Give the lines of the material verbatim, from the first line to the line with "element data types.", including both.

*****

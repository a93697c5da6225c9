// Copyright (c) 2025 Dimitris Kafetzis
//
// Licensed under the MIT License.
// See LICENSE file in the project root for full license information.
//
// SPDX-License-Identifier: MIT

//! Supported tensor element data types.

/// Enumerates the numeric types a tensor can hold.
///
/// Activations and weights are `F32`; `I8` appears only on the input side
/// of a dequantize node.
#[derive(Debug, Clone, Copy, PartialEq, Eq, Hash, serde::Serialize, serde::Deserialize)]
#[serde(rename_all = "lowercase")]
pub enum DType {
    /// 32-bit IEEE 754 floating point.
    F32,
    /// 8-bit signed integer (quantised activations).
    I8,
}

impl DType {
    /// Returns the size of a single element in bytes.
    pub fn size_bytes(self) -> usize {
        match self {
            DType::F32 => 4,
            DType::I8 => 1,
        }
    }

    /// Returns a human-readable label for this data type.
    pub fn as_str(self) -> &'static str {
        match self {
            DType::F32 => "f32",
            DType::I8 => "i8",
        }
    }
}

impl std::fmt::Display for DType {
    fn fmt(&self, f: &mut std::fmt::Formatter<'_>) -> std::fmt::Result {
        f.write_str(self.as_str())
    }
}
// Copyright (c) 2025 Dimitris Kafetzis
//
// Licensed under the MIT License.
// See LICENSE file in the project root for full license information.
//
// SPDX-License-Identifier: MIT

//! Watchdog configuration.
//!
//! ```toml
//! [watchdog]
//! timeout_ms = 5000
//! monitored_cores = [0, 1]
//! trigger_panic = true
//! ```

use crate::WatchdogError;
use std::fmt;
use std::time::Duration;

/// Highest core id a [`CoreMask`] can hold, plus one.
pub const MAX_CORES: usize = 32;

/// Default timeout before an unfed core trips the watchdog.
pub const DEFAULT_TIMEOUT_MS: u64 = 5000;

/// A set of core ids, stored as a bitmask.
#[derive(Debug, Clone, Copy, PartialEq, Eq, Hash, Default, serde::Serialize, serde::Deserialize)]
#[serde(try_from = "Vec<usize>", into = "Vec<usize>")]
pub struct CoreMask(u32);

impl CoreMask {
    /// Both cores of a dual-core SoC.
    pub const DUAL: CoreMask = CoreMask(0b11);

    /// Builds a mask from raw bits.
    pub const fn from_bits(bits: u32) -> Self {
        Self(bits)
    }

    /// Builds a mask from core ids.
    pub fn from_cores(cores: &[usize]) -> Result<Self, WatchdogError> {
        cores.iter().try_fold(Self(0), |mask, &core| {
            if core >= MAX_CORES {
                return Err(WatchdogError::InvalidConfig(format!(
                    "core id {core} out of range (max {})",
                    MAX_CORES - 1
                )));
            }
            Ok(Self(mask.0 | (1 << core)))
        })
    }

    pub const fn bits(&self) -> u32 {
        self.0
    }

    pub const fn contains(&self, core: usize) -> bool {
        core < MAX_CORES && self.0 & (1 << core) != 0
    }

    pub const fn is_empty(&self) -> bool {
        self.0 == 0
    }

    /// Iterates core ids in ascending order.
    pub fn iter(&self) -> impl Iterator<Item = usize> + '_ {
        (0..MAX_CORES).filter(move |&c| self.contains(c))
    }
}

impl TryFrom<Vec<usize>> for CoreMask {
    type Error = WatchdogError;

    fn try_from(cores: Vec<usize>) -> Result<Self, Self::Error> {
        Self::from_cores(&cores)
    }
}

impl From<CoreMask> for Vec<usize> {
    fn from(mask: CoreMask) -> Self {
        mask.iter().collect()
    }
}

impl fmt::Display for CoreMask {
    fn fmt(&self, f: &mut fmt::Formatter<'_>) -> fmt::Result {
        let cores: Vec<String> = self.iter().map(|c| c.to_string()).collect();
        write!(f, "{{{}}}", cores.join(","))
    }
}

/// How the watchdog is (re-)initialised.
#[derive(Debug, Clone, Copy, PartialEq, Eq, serde::Serialize, serde::Deserialize)]
#[serde(default)]
pub struct WatchdogConfig {
    /// Time a monitored core may go unfed.
    pub timeout_ms: u64,
    /// Cores whose idle context must keep feeding.
    pub monitored_cores: CoreMask,
    /// Abort the process on timeout instead of logging.
    pub trigger_panic: bool,
}

impl Default for WatchdogConfig {
    fn default() -> Self {
        Self {
            timeout_ms: DEFAULT_TIMEOUT_MS,
            monitored_cores: CoreMask::DUAL,
            trigger_panic: true,
        }
    }
}

impl WatchdogConfig {
    pub fn timeout(&self) -> Duration {
        Duration::from_millis(self.timeout_ms)
    }

    pub fn validate(&self) -> Result<(), WatchdogError> {
        if self.timeout_ms == 0 {
            return Err(WatchdogError::InvalidConfig("timeout_ms must be > 0".into()));
        }
        if self.monitored_cores.is_empty() {
            return Err(WatchdogError::InvalidConfig(
                "monitored_cores must not be empty".into(),
            ));
        }
        Ok(())
    }
}

impl fmt::Display for WatchdogConfig {
    fn fmt(&self, f: &mut fmt::Formatter<'_>) -> fmt::Result {
        write!(
            f,
            "timeout {} ms, cores {}, {}",
            self.timeout_ms,
            self.monitored_cores,
            if self.trigger_panic { "panic on timeout" } else { "log on timeout" }
        )
    }
}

*****

● TASK ANSWER
repository a93697c5da6225c9
// Copyright (c) 2025 Dimitris Kafetzis
//
// Licensed under the MIT License.
// See LICENSE file in the project root for full license information.
//
// SPDX-License-Identifier: MIT

//! Supported tensor element data types.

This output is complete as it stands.